### Problem
Wherever a line below holds the word "speaks", copy that line.

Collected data
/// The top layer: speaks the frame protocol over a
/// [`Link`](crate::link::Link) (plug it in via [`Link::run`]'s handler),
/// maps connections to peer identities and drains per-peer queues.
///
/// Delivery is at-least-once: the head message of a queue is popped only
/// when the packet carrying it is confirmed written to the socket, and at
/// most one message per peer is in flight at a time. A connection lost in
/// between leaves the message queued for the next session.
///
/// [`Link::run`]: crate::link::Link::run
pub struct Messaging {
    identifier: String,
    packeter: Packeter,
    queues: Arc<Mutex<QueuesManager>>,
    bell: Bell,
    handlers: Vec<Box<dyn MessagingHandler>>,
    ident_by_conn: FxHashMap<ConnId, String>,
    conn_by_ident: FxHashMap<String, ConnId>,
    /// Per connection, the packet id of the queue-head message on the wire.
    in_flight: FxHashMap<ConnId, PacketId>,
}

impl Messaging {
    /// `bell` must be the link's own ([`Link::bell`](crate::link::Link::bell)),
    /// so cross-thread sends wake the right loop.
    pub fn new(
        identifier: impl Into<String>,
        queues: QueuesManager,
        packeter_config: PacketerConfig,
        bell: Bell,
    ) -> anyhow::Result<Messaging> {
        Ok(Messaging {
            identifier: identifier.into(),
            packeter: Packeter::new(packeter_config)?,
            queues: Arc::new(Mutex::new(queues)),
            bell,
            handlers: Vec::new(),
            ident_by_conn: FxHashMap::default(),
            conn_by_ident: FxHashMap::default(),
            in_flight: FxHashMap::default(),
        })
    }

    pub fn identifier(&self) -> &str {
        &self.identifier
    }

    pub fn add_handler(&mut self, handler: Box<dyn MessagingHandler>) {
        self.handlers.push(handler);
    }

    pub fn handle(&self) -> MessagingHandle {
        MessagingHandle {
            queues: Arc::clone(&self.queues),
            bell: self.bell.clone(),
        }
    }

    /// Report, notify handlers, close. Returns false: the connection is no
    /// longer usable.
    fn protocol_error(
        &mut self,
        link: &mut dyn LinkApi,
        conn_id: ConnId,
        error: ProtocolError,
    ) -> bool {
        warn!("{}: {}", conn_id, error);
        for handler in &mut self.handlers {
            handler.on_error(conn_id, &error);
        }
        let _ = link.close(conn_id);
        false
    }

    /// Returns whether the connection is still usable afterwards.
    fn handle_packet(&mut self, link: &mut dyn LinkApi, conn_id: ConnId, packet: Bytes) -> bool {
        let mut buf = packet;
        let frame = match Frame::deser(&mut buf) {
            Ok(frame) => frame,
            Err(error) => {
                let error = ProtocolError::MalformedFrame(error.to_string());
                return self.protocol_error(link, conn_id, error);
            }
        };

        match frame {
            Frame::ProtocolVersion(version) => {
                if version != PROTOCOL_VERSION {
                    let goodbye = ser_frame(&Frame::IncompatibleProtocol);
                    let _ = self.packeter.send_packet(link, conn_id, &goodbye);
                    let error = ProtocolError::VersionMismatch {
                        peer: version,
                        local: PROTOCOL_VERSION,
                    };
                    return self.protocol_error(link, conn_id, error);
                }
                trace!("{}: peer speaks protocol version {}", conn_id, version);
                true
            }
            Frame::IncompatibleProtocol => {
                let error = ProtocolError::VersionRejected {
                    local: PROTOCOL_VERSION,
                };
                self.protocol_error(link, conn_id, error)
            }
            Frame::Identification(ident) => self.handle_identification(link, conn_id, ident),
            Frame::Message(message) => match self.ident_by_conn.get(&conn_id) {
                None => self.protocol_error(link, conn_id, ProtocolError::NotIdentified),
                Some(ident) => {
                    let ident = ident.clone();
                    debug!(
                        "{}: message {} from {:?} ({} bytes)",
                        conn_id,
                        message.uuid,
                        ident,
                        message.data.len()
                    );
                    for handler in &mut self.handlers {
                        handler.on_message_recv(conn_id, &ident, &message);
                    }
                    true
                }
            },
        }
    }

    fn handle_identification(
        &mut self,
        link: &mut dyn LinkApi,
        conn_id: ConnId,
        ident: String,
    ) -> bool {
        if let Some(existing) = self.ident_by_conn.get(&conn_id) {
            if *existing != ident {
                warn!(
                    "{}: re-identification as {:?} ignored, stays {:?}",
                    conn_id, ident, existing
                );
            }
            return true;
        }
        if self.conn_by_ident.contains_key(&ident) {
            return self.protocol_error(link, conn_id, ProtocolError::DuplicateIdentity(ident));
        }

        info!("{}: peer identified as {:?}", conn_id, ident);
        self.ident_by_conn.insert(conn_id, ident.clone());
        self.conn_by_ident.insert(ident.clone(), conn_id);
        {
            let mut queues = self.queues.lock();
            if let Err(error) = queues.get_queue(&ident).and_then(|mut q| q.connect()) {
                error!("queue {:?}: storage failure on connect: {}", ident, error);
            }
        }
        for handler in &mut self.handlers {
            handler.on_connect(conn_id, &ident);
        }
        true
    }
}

* * *

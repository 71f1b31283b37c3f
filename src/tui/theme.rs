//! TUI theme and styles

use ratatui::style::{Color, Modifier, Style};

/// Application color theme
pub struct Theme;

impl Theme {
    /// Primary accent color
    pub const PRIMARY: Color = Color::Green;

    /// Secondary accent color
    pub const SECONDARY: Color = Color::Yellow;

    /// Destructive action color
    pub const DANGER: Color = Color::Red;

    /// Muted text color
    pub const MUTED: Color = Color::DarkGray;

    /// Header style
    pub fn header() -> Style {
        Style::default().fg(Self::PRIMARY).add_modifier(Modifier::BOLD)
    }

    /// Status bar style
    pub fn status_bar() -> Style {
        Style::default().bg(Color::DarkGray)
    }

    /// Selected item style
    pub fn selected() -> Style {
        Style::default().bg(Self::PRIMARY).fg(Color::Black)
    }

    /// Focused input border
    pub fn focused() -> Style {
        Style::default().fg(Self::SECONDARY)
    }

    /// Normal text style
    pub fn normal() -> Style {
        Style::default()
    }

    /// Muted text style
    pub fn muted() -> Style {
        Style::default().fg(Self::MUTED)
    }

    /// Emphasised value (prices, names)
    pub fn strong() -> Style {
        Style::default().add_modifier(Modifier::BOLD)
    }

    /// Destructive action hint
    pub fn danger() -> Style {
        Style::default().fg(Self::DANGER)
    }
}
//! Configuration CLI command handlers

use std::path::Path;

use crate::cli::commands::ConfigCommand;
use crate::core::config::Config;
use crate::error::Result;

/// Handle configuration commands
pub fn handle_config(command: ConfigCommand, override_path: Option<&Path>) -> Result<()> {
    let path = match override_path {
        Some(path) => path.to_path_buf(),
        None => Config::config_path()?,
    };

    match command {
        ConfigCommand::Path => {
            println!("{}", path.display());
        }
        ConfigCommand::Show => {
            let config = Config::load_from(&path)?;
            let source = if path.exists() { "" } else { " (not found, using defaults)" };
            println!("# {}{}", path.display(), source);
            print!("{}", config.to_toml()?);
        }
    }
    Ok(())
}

...

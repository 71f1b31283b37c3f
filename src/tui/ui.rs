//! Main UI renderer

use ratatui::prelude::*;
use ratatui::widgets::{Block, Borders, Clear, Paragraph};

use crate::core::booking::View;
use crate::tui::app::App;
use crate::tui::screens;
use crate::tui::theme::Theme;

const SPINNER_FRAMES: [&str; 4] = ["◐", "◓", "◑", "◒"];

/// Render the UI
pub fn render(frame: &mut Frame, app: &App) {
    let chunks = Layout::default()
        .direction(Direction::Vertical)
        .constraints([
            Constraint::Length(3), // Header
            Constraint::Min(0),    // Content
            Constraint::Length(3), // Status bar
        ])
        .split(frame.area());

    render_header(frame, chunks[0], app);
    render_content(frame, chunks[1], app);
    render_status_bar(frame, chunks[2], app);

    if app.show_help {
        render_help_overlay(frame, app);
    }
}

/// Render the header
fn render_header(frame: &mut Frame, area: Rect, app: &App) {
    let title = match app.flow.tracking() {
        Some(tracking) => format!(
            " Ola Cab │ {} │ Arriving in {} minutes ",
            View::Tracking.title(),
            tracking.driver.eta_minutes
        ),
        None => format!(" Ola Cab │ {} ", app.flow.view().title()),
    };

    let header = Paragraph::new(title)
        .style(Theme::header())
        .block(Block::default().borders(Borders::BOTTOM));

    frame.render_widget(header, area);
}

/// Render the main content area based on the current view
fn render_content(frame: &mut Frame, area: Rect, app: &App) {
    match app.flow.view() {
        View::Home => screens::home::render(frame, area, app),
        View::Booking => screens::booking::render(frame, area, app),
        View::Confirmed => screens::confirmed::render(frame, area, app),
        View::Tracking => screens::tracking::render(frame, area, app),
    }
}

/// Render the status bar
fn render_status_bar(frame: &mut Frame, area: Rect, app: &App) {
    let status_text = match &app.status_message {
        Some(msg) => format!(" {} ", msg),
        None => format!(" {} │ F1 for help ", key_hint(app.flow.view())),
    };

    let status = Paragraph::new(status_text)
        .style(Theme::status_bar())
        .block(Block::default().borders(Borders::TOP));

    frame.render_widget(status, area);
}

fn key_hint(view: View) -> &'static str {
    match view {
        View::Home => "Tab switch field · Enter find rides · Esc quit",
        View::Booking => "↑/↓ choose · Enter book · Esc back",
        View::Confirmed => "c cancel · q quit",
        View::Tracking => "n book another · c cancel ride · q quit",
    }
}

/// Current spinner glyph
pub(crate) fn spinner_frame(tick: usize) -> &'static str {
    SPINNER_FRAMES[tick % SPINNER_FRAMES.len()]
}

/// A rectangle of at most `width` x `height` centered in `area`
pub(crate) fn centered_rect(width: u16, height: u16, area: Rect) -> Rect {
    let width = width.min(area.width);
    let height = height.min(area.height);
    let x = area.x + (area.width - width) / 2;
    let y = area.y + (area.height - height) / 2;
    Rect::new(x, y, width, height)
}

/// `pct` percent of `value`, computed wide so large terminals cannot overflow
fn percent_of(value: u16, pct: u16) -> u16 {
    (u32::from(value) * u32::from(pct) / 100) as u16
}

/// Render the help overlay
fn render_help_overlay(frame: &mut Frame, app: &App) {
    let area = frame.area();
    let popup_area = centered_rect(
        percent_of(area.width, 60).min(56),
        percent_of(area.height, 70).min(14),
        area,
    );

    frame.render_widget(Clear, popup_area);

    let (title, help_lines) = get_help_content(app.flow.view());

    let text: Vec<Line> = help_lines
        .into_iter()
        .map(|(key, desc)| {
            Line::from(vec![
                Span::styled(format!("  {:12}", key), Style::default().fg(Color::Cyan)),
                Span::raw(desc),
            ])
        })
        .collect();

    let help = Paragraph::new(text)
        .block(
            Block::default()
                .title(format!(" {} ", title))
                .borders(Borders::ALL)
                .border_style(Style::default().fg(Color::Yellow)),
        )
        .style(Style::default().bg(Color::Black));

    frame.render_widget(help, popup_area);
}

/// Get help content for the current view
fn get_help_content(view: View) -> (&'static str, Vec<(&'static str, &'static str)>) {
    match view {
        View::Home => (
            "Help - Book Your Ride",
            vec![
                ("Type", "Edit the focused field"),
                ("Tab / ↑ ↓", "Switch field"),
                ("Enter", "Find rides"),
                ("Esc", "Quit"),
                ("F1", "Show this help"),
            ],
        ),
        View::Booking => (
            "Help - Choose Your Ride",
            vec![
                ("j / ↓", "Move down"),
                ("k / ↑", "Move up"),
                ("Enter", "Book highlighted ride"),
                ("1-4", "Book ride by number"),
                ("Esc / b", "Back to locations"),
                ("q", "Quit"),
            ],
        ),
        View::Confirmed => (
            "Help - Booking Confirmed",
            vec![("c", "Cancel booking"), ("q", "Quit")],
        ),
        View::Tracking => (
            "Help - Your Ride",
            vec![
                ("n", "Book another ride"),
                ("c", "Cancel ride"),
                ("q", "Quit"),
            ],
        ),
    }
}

### Response to this exercise
/// The top layer: speaks the frame protocol over a
                trace!("{}: peer speaks protocol version {}", conn_id, version);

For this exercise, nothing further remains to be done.